The Expedited Workup Clinic (EWC) is an option for patients who are stable but require close outpatient follow-up for further diagnostic evaluation (ex. uncharacterized mass, anemia, etc). These are patients that would have been admitted otherwise, but are clinically stable. The EWC is for patients who do not have a primary care provider and must have reliable contact information.

How to Book

Option 1: CCC for Expedited Work up Clinic: Green financial sheet (not OOP), no PMD, can go to CCC for EWC.

  • Pros: You don’t have to know how many slots are left, and if there are additional testing requirements CCC staff can coordinate.
  • Con: Might take a couple more business days.

Option 2: Clerk can directly book into Expedited Work up Clinic. (Do not over-book).

  • Pro: Could mean a faster appointment.
  • Con: You have to keep in mind the testing requirements for the below specific diagnoses.

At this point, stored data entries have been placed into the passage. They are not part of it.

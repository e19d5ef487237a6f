//! Remote-backed key store with a cached public key.
//!
//! The store is a [`KeyPair`] whose private identifier is the remote key
//! reference; private key bytes never enter the process. The public half is
//! fetched on demand and cached; concurrent non-forced fetches coalesce
//! into a single upstream call (single-flight).

use std::sync::Arc;

use tokio::sync::{Mutex, RwLock};
use tokio_util::sync::CancellationToken;
use tracing::{debug, info};

use licmgr_core::{KeyPair, KeyType, LicenseResult, SigningAlgorithm};

use crate::api::{with_cancellation, KmsApi, MessageType, RemoteSigningAlgorithm};

/// Key pair managed by the remote service.
pub struct KmsKeyStore {
    api: Arc<dyn KmsApi>,
    cancel: CancellationToken,
    key_ref: String,
    public_id: String,
    key_type: KeyType,
    bits: usize,
    cache: RwLock<Option<Arc<Vec<u8>>>>,
    fetch_lock: Mutex<()>,
}

impl KmsKeyStore {
    /// Store for the remote key `key_ref`.
    ///
    /// `cancel` is the ambient request context every remote call runs
    /// under. The public identifier defaults to the key reference; use
    /// [`KmsKeyStore::with_public_id`] when the public key is offloaded to
    /// a local path.
    pub fn new(
        api: Arc<dyn KmsApi>,
        cancel: CancellationToken,
        key_ref: impl Into<String>,
        key_type: KeyType,
        bits: usize,
    ) -> Self {
        let key_ref = key_ref.into();
        Self {
            api,
            cancel,
            public_id: key_ref.clone(),
            key_ref,
            key_type,
            bits,
            cache: RwLock::new(None),
            fetch_lock: Mutex::new(()),
        }
    }

    /// Override the public key identifier (e.g. a filesystem path the key
    /// has been offloaded to).
    pub fn with_public_id(mut self, id: impl Into<String>) -> Self {
        self.public_id = id.into();
        self
    }

    /// The remote key reference used for signing.
    pub fn key_ref(&self) -> &str {
        &self.key_ref
    }

    /// Fetch the public key PEM bytes.
    ///
    /// Served from the in-process cache when possible; `force` bypasses the
    /// cache and refreshes it. Concurrent non-forced fetches for this key
    /// de-duplicate to one remote call.
    pub async fn fetch_public_key(&self, force: bool) -> LicenseResult<Arc<Vec<u8>>> {
        if !force {
            if let Some(cached) = self.cache.read().await.as_ref() {
                debug!(key_ref = %self.key_ref, "public key served from cache");
                return Ok(cached.clone());
            }
        }

        let _flight = self.fetch_lock.lock().await;

        // A concurrent fetch may have landed while we waited for the lock.
        if !force {
            if let Some(cached) = self.cache.read().await.as_ref() {
                return Ok(cached.clone());
            }
        }

        let pem = with_cancellation(
            &self.cancel,
            "get_public_key",
            self.api.get_public_key(&self.cancel, &self.key_ref),
        )
        .await?;
        let pem = Arc::new(pem);
        *self.cache.write().await = Some(pem.clone());
        info!(key_ref = %self.key_ref, "fetched public key from key service");
        Ok(pem)
    }

    /// Sign `message` remotely. Returns the signature as the standard
    /// base64 text of the service response.
    pub async fn remote_sign(
        &self,
        message: &[u8],
        algorithm: SigningAlgorithm,
    ) -> LicenseResult<String> {
        with_cancellation(
            &self.cancel,
            "sign",
            self.api.sign(
                &self.cancel,
                &self.key_ref,
                message,
                RemoteSigningAlgorithm::from(algorithm),
                MessageType::Raw,
            ),
        )
        .await
    }

    /// Verify a signature inside the service, skipping any local key.
    pub async fn remote_verify(
        &self,
        message: &[u8],
        signature: &[u8],
        algorithm: SigningAlgorithm,
    ) -> LicenseResult<bool> {
        with_cancellation(
            &self.cancel,
            "verify",
            self.api.verify(
                &self.cancel,
                &self.key_ref,
                message,
                signature,
                RemoteSigningAlgorithm::from(algorithm),
                MessageType::Raw,
            ),
        )
        .await
    }
}

impl KeyPair for KmsKeyStore {
    fn public_key_id(&self) -> &str {
        &self.public_id
    }

    fn private_key_id(&self) -> &str {
        &self.key_ref
    }

    fn key_type(&self) -> KeyType {
        self.key_type
    }

    fn key_length(&self) -> usize {
        self.bits
    }
}

impl std::fmt::Debug for KmsKeyStore {
    fn fmt(&self, f: &mut std::fmt::Formatter<'_>) -> std::fmt::Result {
        f.debug_struct("KmsKeyStore")
            .field("key_ref", &self.key_ref)
            .field("key_type", &self.key_type)
            .field("bits", &self.bits)
            .finish()
    }
}
//! Canonical JWT serialization, local RSA signing and verification.
//!
//! A signed license is `b64url(header) "." b64url(payload) "." b64url(sig)`
//! with no padding anywhere. The header is always `{"alg":<alg>,"typ":"JWT"}`
//! in that key order; the payload is the claim set's canonical JSON. The
//! signature input handed to a [`LicenseSigner`] is the byte string
//! `header_b64 "." payload_b64`.

use std::sync::Arc;
use std::time::{SystemTime, UNIX_EPOCH};

use base64::{engine::general_purpose::URL_SAFE_NO_PAD, Engine as _};
use rsa::pkcs1v15;
use rsa::pss;
use rsa::{RsaPrivateKey, RsaPublicKey};
use serde::{Deserialize, Serialize};
use sha2::{Sha256, Sha384, Sha512};
use signature::{RandomizedSigner, SignatureEncoding, Signer, Verifier};
use tracing::debug;

use licmgr_core::{ClaimSet, LicenseError, LicenseResult, LicenseSigner, SigningAlgorithm};

use crate::rsa_keys::RsaKeyStore;

/// JOSE header of a license token. Field order is the wire order.
#[derive(Debug, Clone, PartialEq, Eq, Serialize, Deserialize)]
pub struct JoseHeader {
    /// Signature algorithm name from the JOSE registry.
    pub alg: SigningAlgorithm,
    /// Always `"JWT"`.
    pub typ: String,
}

impl JoseHeader {
    /// Header for the given algorithm.
    pub fn new(alg: SigningAlgorithm) -> Self {
        Self {
            alg,
            typ: "JWT".to_string(),
        }
    }
}

/// Canonical JSON payload for a claim set.
pub fn encode_payload(claims: &ClaimSet) -> LicenseResult<String> {
    serde_json::to_string(claims)
        .map_err(|e| LicenseError::Configuration(format!("claims serialization failed: {e}")))
}

/// Pretty-printed canonical payload, for inspection and debugging.
pub fn encode_payload_indent(claims: &ClaimSet) -> LicenseResult<String> {
    serde_json::to_string_pretty(claims)
        .map_err(|e| LicenseError::Configuration(format!("claims serialization failed: {e}")))
}

/// The `header_b64.payload_b64` signing input for a claim set.
pub fn signing_input(alg: SigningAlgorithm, claims: &ClaimSet) -> LicenseResult<String> {
    let header_json = serde_json::to_string(&JoseHeader::new(alg))
        .map_err(|e| LicenseError::Configuration(format!("header serialization failed: {e}")))?;
    let payload_json = encode_payload(claims)?;
    Ok(format!(
        "{}.{}",
        URL_SAFE_NO_PAD.encode(header_json),
        URL_SAFE_NO_PAD.encode(payload_json)
    ))
}

/// Serialize and sign a claim set into a complete license token.
pub async fn sign_claims(
    claims: &ClaimSet,
    signer: &dyn LicenseSigner,
) -> LicenseResult<String> {
    let input = signing_input(signer.algorithm(), claims)?;
    let signature = signer.sign(input.as_bytes()).await?;
    debug!(alg = %signer.algorithm(), "signed license token");
    Ok(format!("{input}.{signature}"))
}

/// Local RSA signer over an in-process key store.
#[derive(Debug, Clone)]
pub struct RsaSigner {
    keys: Arc<RsaKeyStore>,
    algorithm: SigningAlgorithm,
}

impl RsaSigner {
    /// Signer using `keys` with the given RSA algorithm (RS* or PS*).
    pub fn new(keys: Arc<RsaKeyStore>, algorithm: SigningAlgorithm) -> LicenseResult<Self> {
        if !algorithm.is_rsa() {
            return Err(LicenseError::Crypto(format!(
                "local signer supports RSA algorithms only, got {algorithm}"
            )));
        }
        Ok(Self { keys, algorithm })
    }

    /// Signer with the default algorithm (RS256).
    pub fn with_default_algorithm(keys: Arc<RsaKeyStore>) -> Self {
        Self {
            keys,
            algorithm: SigningAlgorithm::default(),
        }
    }
}

#[async_trait::async_trait]
impl LicenseSigner for RsaSigner {
    fn algorithm(&self) -> SigningAlgorithm {
        self.algorithm
    }

    async fn sign(&self, message: &[u8]) -> LicenseResult<String> {
        let key = self.keys.private_key().ok_or_else(|| {
            LicenseError::Configuration("key store holds no private key; cannot sign".to_string())
        })?;
        let signature = sign_rsa(message, self.algorithm, key)?;
        Ok(URL_SAFE_NO_PAD.encode(signature))
    }
}

/// Produce raw RSA signature bytes for `message`.
fn sign_rsa(
    message: &[u8],
    algorithm: SigningAlgorithm,
    key: &RsaPrivateKey,
) -> LicenseResult<Vec<u8>> {
    let sign_err = |e: signature::Error| LicenseError::Crypto(format!("RSA signing failed: {e}"));
    let mut rng = rand::thread_rng();

    let bytes = match algorithm {
        SigningAlgorithm::RS256 => pkcs1v15::SigningKey::<Sha256>::new(key.clone())
            .try_sign(message)
            .map_err(sign_err)?
            .to_vec(),
        SigningAlgorithm::RS384 => pkcs1v15::SigningKey::<Sha384>::new(key.clone())
            .try_sign(message)
            .map_err(sign_err)?
            .to_vec(),
        SigningAlgorithm::RS512 => pkcs1v15::SigningKey::<Sha512>::new(key.clone())
            .try_sign(message)
            .map_err(sign_err)?
            .to_vec(),
        SigningAlgorithm::PS256 => pss::BlindedSigningKey::<Sha256>::new(key.clone())
            .try_sign_with_rng(&mut rng, message)
            .map_err(sign_err)?
            .to_vec(),
        SigningAlgorithm::PS384 => pss::BlindedSigningKey::<Sha384>::new(key.clone())
            .try_sign_with_rng(&mut rng, message)
            .map_err(sign_err)?
            .to_vec(),
        SigningAlgorithm::PS512 => pss::BlindedSigningKey::<Sha512>::new(key.clone())
            .try_sign_with_rng(&mut rng, message)
            .map_err(sign_err)?
            .to_vec(),
        other => {
            return Err(LicenseError::Crypto(format!(
                "unsupported local signing algorithm: {other}"
            )))
        }
    };

    Ok(bytes)
}

/// Verify raw RSA signature bytes over `message`.
pub fn verify_rsa_signature(
    message: &[u8],
    signature: &[u8],
    algorithm: SigningAlgorithm,
    key: &RsaPublicKey,
) -> LicenseResult<()> {
    let bad_sig =
        |e: signature::Error| LicenseError::Crypto(format!("signature verification failed: {e}"));
    let bad_form = |_| LicenseError::Crypto("malformed signature encoding".to_string());

    match algorithm {
        SigningAlgorithm::RS256 => {
            let sig = pkcs1v15::Signature::try_from(signature).map_err(bad_form)?;
            pkcs1v15::VerifyingKey::<Sha256>::new(key.clone())
                .verify(message, &sig)
                .map_err(bad_sig)
        }
        SigningAlgorithm::RS384 => {
            let sig = pkcs1v15::Signature::try_from(signature).map_err(bad_form)?;
            pkcs1v15::VerifyingKey::<Sha384>::new(key.clone())
                .verify(message, &sig)
                .map_err(bad_sig)
        }
        SigningAlgorithm::RS512 => {
            let sig = pkcs1v15::Signature::try_from(signature).map_err(bad_form)?;
            pkcs1v15::VerifyingKey::<Sha512>::new(key.clone())
                .verify(message, &sig)
                .map_err(bad_sig)
        }
        SigningAlgorithm::PS256 => {
            let sig = pss::Signature::try_from(signature).map_err(bad_form)?;
            pss::VerifyingKey::<Sha256>::new(key.clone())
                .verify(message, &sig)
                .map_err(bad_sig)
        }
        SigningAlgorithm::PS384 => {
            let sig = pss::Signature::try_from(signature).map_err(bad_form)?;
            pss::VerifyingKey::<Sha384>::new(key.clone())
                .verify(message, &sig)
                .map_err(bad_sig)
        }
        SigningAlgorithm::PS512 => {
            let sig = pss::Signature::try_from(signature).map_err(bad_form)?;
            pss::VerifyingKey::<Sha512>::new(key.clone())
                .verify(message, &sig)
                .map_err(bad_sig)
        }
        other => Err(LicenseError::Crypto(format!(
            "unsupported verification algorithm: {other}"
        ))),
    }
}

/// Split and decode a token without verifying its signature.
pub fn decode_token(token: &str) -> LicenseResult<(JoseHeader, ClaimSet)> {
    let segments: Vec<&str> = token.split('.').collect();
    if segments.len() != 3 {
        return Err(LicenseError::Crypto(
            "token is not a three-segment JWT".to_string(),
        ));
    }
    let (header_b64, payload_b64) = (segments[0], segments[1]);

    let header_json = URL_SAFE_NO_PAD
        .decode(header_b64)
        .map_err(|e| LicenseError::Crypto(format!("malformed header segment: {e}")))?;
    let payload_json = URL_SAFE_NO_PAD
        .decode(payload_b64)
        .map_err(|e| LicenseError::Crypto(format!("malformed payload segment: {e}")))?;

    let header: JoseHeader = serde_json::from_slice(&header_json)
        .map_err(|e| LicenseError::Crypto(format!("header is not valid JSON: {e}")))?;
    let claims: ClaimSet = serde_json::from_slice(&payload_json)
        .map_err(|e| LicenseError::Crypto(format!("payload is not valid JSON: {e}")))?;

    Ok((header, claims))
}

/// Token verifier bound to a single public key for one audience.
///
/// Verifies the signature locally (no remote round-trip), then the audience
/// and the validity window using the same whole-seconds convention issuance
/// uses.
#[derive(Debug, Clone)]
pub struct Validator {
    verify_key: RsaPublicKey,
    audience: String,
}

impl Validator {
    /// Validator for tokens addressed to `audience`, verified with `key`.
    ///
    /// An empty audience disables the audience check.
    pub fn new(key: RsaPublicKey, audience: impl Into<String>) -> Self {
        Self {
            verify_key: key,
            audience: audience.into(),
        }
    }

    /// Verify `token` and return its claims.
    pub fn validate(&self, token: &str) -> LicenseResult<ClaimSet> {
        self.validate_at(token, unix_now())
    }

    /// Verify `token` as of the given Unix timestamp.
    pub fn validate_at(&self, token: &str, now: i64) -> LicenseResult<ClaimSet> {
        let (header, claims) = decode_token(token)?;
        if header.typ != "JWT" {
            return Err(LicenseError::Crypto(format!(
                "unexpected token type {:?}",
                header.typ
            )));
        }
        if !header.alg.is_rsa() {
            return Err(LicenseError::Crypto(format!(
                "validator holds an RSA key but token uses {}",
                header.alg
            )));
        }

        let signature_b64 = token.rsplit('.').next().unwrap_or_default();
        let signature = URL_SAFE_NO_PAD
            .decode(signature_b64)
            .map_err(|e| LicenseError::Crypto(format!("malformed signature segment: {e}")))?;
        let signed_len = token.len() - signature_b64.len() - 1;
        verify_rsa_signature(
            token[..signed_len].as_bytes(),
            &signature,
            header.alg,
            &self.verify_key,
        )?;

        if !self.audience.is_empty() && claims.aud != self.audience {
            return Err(LicenseError::Crypto(format!(
                "audience mismatch: token for {:?}",
                claims.aud
            )));
        }
        if claims.exp != 0 && now >= claims.exp {
            return Err(LicenseError::Crypto(format!(
                "license {} expired at {}",
                claims.jti, claims.exp
            )));
        }
        if claims.nbf != 0 && now < claims.nbf {
            return Err(LicenseError::Crypto(format!(
                "license {} not valid before {}",
                claims.jti, claims.nbf
            )));
        }

        Ok(claims)
    }
}

/// Current time as whole seconds since the Unix epoch.
pub(crate) fn unix_now() -> i64 {
    SystemTime::now()
        .duration_since(UNIX_EPOCH)
        .map(|d| d.as_secs() as i64)
        .unwrap_or(0)
}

Requirements for direct scheduling

New onset ascites

This must be a new diagnosis and first presentation of ascites. Requires paracentesis performed in ED to rule out infection, SAAG >1.1, transaminases < 3x normal, rapid HIV, CBC, lipase, CMP. No referral for therapeutic paracentesis alone, No evidence of pancreatitis or biliary obstruction.

Anemia (Hgb< 8g/dL on initial presentation)

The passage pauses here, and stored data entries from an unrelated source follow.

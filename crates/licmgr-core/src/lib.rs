//! Core license model shared by the issuance and policy crates.
//!
//! This crate holds the pieces that every other `licmgr` crate agrees on:
//!
//! - `claims` - the [`ClaimSet`] that becomes the JWT payload, with the
//!   canonical member order and omit-empty rules baked into the type
//! - `keys` - the [`KeyPair`] and [`LicenseSigner`] capability traits plus
//!   the closed algorithm and key-type sets
//! - `scope` - space-separated feature token algebra ([`ScopeSet`])
//! - `error` - the shared error taxonomy ([`LicenseError`])
//!
//! The crate is deliberately free of cryptography and I/O; concrete key
//! stores and signers live in `licmgr-jwt` (local RSA) and `licmgr-kms`
//! (remote key management service).

pub mod claims;
pub mod error;
pub mod keys;
pub mod scope;

pub use claims::{ClaimSet, Feature};
pub use error::{LicenseError, LicenseResult};
pub use keys::{KeyPair, KeyType, LicenseSigner, SigningAlgorithm};
pub use scope::ScopeSet;

/// Minimum RSA modulus size accepted anywhere in the workspace, in bits.
pub const MIN_RSA_BITS: usize = 2048;
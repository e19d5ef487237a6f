//! Fluent manager for remote key lifecycle operations.
//!
//! Mirrors the issuance side's error discipline: the first remote failure
//! latches, subsequent operations are no-ops until `clear_error()`, and
//! terminal operations return empty values while latched.

use std::collections::BTreeMap;
use std::sync::Arc;

use tokio_util::sync::CancellationToken;
use tracing::{info, warn};

use licmgr_core::{KeyType, LicenseError, SigningAlgorithm};

use crate::api::{
    with_cancellation, KeyOrigin, KeySpec, KeyUsage, KmsApi, MessageType, RemoteSigningAlgorithm,
};
use crate::signer::to_url_safe;

/// Shortest deletion window the service accepts, in days.
const MIN_PENDING_DAYS: i32 = 7;
/// Longest deletion window the service accepts, in days.
const MAX_PENDING_DAYS: i32 = 30;

const KEY_DESCRIPTION: &str = "Used for licensing purposes";

/// Key lifecycle operations against the remote service.
pub struct KmsManager {
    api: Arc<dyn KmsApi>,
    cancel: CancellationToken,
    last_error: Option<LicenseError>,
}

impl KmsManager {
    /// Manager running remote calls under the ambient context `cancel`.
    pub fn new(api: Arc<dyn KmsApi>, cancel: CancellationToken) -> Self {
        Self {
            api,
            cancel,
            last_error: None,
        }
    }

    /// Last latched error, if any.
    pub fn error(&self) -> Option<&LicenseError> {
        self.last_error.as_ref()
    }

    /// Clear the latched error, chainable.
    pub fn clear_error(&mut self) -> &mut Self {
        self.last_error = None;
        self
    }

    fn latch(&mut self, error: LicenseError) {
        warn!(category = error.category(), %error, "key service manager latched error");
        if self.last_error.is_none() {
            self.last_error = Some(error);
        }
    }

    /// Create a signing key; returns its remote reference, or the empty
    /// string on failure (latched).
    pub async fn create_key(
        &mut self,
        key_type: KeyType,
        bits: usize,
        tags: &BTreeMap<String, String>,
        policy: Option<&str>,
    ) -> String {
        if self.last_error.is_some() {
            return String::new();
        }

        let spec = KeySpec { key_type, bits };
        let result = with_cancellation(
            &self.cancel,
            "create_key",
            self.api.create_key(
                &self.cancel,
                spec,
                KeyOrigin::Service,
                KeyUsage::SignVerify,
                KEY_DESCRIPTION,
                tags,
                policy,
            ),
        )
        .await;

        match result {
            Ok(key_ref) => {
                info!(%spec, key_ref = %key_ref, "created remote signing key");
                key_ref
            }
            Err(error) => {
                self.latch(error);
                String::new()
            }
        }
    }

    /// Sign `message` remotely and return the URL-safe token segment, or
    /// the empty string on failure (latched).
    pub async fn sign(
        &mut self,
        key_ref: &str,
        algorithm: SigningAlgorithm,
        message: &[u8],
    ) -> String {
        if self.last_error.is_some() {
            return String::new();
        }

        let result = with_cancellation(
            &self.cancel,
            "sign",
            self.api.sign(
                &self.cancel,
                key_ref,
                message,
                RemoteSigningAlgorithm::from(algorithm),
                MessageType::Raw,
            ),
        )
        .await;

        match result {
            Ok(signature) => to_url_safe(&signature),
            Err(error) => {
                self.latch(error);
                String::new()
            }
        }
    }

    /// Verify a signature inside the service. False on failure (latched).
    pub async fn verify(
        &mut self,
        key_ref: &str,
        algorithm: SigningAlgorithm,
        message: &[u8],
        signature: &[u8],
    ) -> bool {
        if self.last_error.is_some() {
            return false;
        }

        let result = with_cancellation(
            &self.cancel,
            "verify",
            self.api.verify(
                &self.cancel,
                key_ref,
                message,
                signature,
                RemoteSigningAlgorithm::from(algorithm),
                MessageType::Raw,
            ),
        )
        .await;

        match result {
            Ok(valid) => valid,
            Err(error) => {
                self.latch(error);
                false
            }
        }
    }

    /// Fetch the public key PEM bytes. Empty on failure (latched).
    pub async fn get_public_key(&mut self, key_ref: &str) -> Vec<u8> {
        if self.last_error.is_some() {
            return Vec::new();
        }

        let result = with_cancellation(
            &self.cancel,
            "get_public_key",
            self.api.get_public_key(&self.cancel, key_ref),
        )
        .await;

        match result {
            Ok(pem) => pem,
            Err(error) => {
                self.latch(error);
                Vec::new()
            }
        }
    }

    /// Schedule deletion of a remote key, chainable. `pending_days` is
    /// clamped into the service's accepted window silently.
    pub async fn schedule_delete_key(&mut self, key_ref: &str, pending_days: i32) -> &mut Self {
        if self.last_error.is_some() {
            return self;
        }

        let pending_days = pending_days.clamp(MIN_PENDING_DAYS, MAX_PENDING_DAYS);
        let result = with_cancellation(
            &self.cancel,
            "schedule_key_deletion",
            self.api
                .schedule_key_deletion(&self.cancel, key_ref, pending_days),
        )
        .await;

        if let Err(error) = result {
            self.latch(error);
        } else {
            info!(key_ref = %key_ref, pending_days, "scheduled remote key deletion");
        }
        self
    }
}
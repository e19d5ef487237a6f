//! Remote key-management-service integration.
//!
//! The private key never exists in this process: signing round-trips to the
//! service, and only the public key can be fetched for local verification.
//!
//! # Modules
//!
//! - `api` - the abstract service surface ([`KmsApi`]) plus the remote
//!   algorithm / key-spec vocabularies
//! - `keystore` - [`KmsKeyStore`]: a `KeyPair` whose private identifier is
//!   the remote key reference, with a cached, single-flight public-key fetch
//! - `manager` - fluent [`KmsManager`] for key lifecycle operations
//!   (create, verify, schedule deletion)
//! - `signer` - [`KmsSigner`]: the remote `LicenseSigner` implementation
//!
//! All remote-reaching operations take the ambient request context (a
//! [`tokio_util::sync::CancellationToken`]) and abandon work promptly when
//! it fires, surfacing `LicenseError::Cancelled`.

pub mod api;
pub mod keystore;
pub mod manager;
pub mod signer;

pub use api::{KeyOrigin, KeySpec, KeyUsage, KmsApi, MessageType, RemoteSigningAlgorithm};
pub use keystore::KmsKeyStore;
pub use manager::KmsManager;
pub use signer::KmsSigner;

Requires CBC, peripheral smear, CMP, rapid HIV, ECG, CXR, type and screen No evidence of pancytopenia, HIV, leukemia, active GI/GU bleeding, or evidence of hemolysis. Patients with suspected gynecologic etiology should be referred to the GYN service. Post transfusion CBC required.

Weight loss, unexplained >10% w/in 1 month or >15% in 6 months

Requires CBC, CMP, ECG, CXR, rapid HIV. Patients with prior imaging must have actual images or be instructed to retrieve images prior to clinic appointment.

Undiagnosed mass (excluding primary breast /brain masses)

Requires results or radiographic imaging to confirm presence of mass. Patients with prior imaging must have actual images or be instructed to retrieve imaging prior to clinic appointment.

New onset pleural effusion

Requires thoracentesis, CMP, CBC, serum amylase, LDH, and pleural fluid analysis (predominant lymphocytic effusion or high suspicion for Tuberculosis must be admitted). Chest CT only if immediately clinically indicated (ie. suspicion for pulmonary embolism).

Clinical Criteria:

  • Patient is stable (T< 38.3c, HR<100, RR <24, BP >110/50, BP <180/110, pulse ox >92% on room air, oriented x 4)
  • Able to be seen in 2-10 business days without significant risk
  • No ACTIVE co-morbidities (ie infection, CAD, CHF, stroke, metastatic cancer, renal failure, dyspnea).
  • Patient has reliable contact information.